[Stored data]
//! SQLite storage implementation for Folio.
//!
//! This crate is the only place in the workspace where Diesel lives. It
//! implements the repository traits defined in `folio-core` and contains:
//! - Database connection pooling and the single-writer actor
//! - Embedded Diesel migrations
//! - Repository implementations for users, assets and transactions
//! - Database-specific model types (with Diesel derives)
//!
//! ```text
//!     core (domain, valuation)
//!              │
//!              ▼
//!     storage-sqlite (this crate)
//!              │
//!              ▼
//!          SQLite DB
//! ```

pub mod db;
pub mod errors;
pub mod schema;
mod utils;

// Repository implementations
pub mod assets;
pub mod transactions;
pub mod users;

// Re-export database utilities
pub use db::{
    create_pool, get_connection, get_db_path, init, open, run_migrations, spawn_writer,
    DbConnection, DbPool, WriteHandle, DEFAULT_DB_PATH,
};

// Re-export storage errors and conversion helpers
pub use errors::{IntoCore, StorageError};

pub use assets::AssetRepository;
pub use transactions::TransactionRepository;
pub use users::UserRepository;

// Re-export from folio-core for convenience
pub use folio_core::errors::{DatabaseError, Error, Result};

[WORK INSTRUCTION]:
Lines from the one containing "and conversion helpers" to the end of the data are to be printed exactly, including the first and last.

[WRITTEN RESPONSE]:
// Re-export storage errors and conversion helpers
pub use errors::{IntoCore, StorageError};

pub use assets::AssetRepository;
pub use transactions::TransactionRepository;
pub use users::UserRepository;

// Re-export from folio-core for convenience
pub use folio_core::errors::{DatabaseError, Error, Result};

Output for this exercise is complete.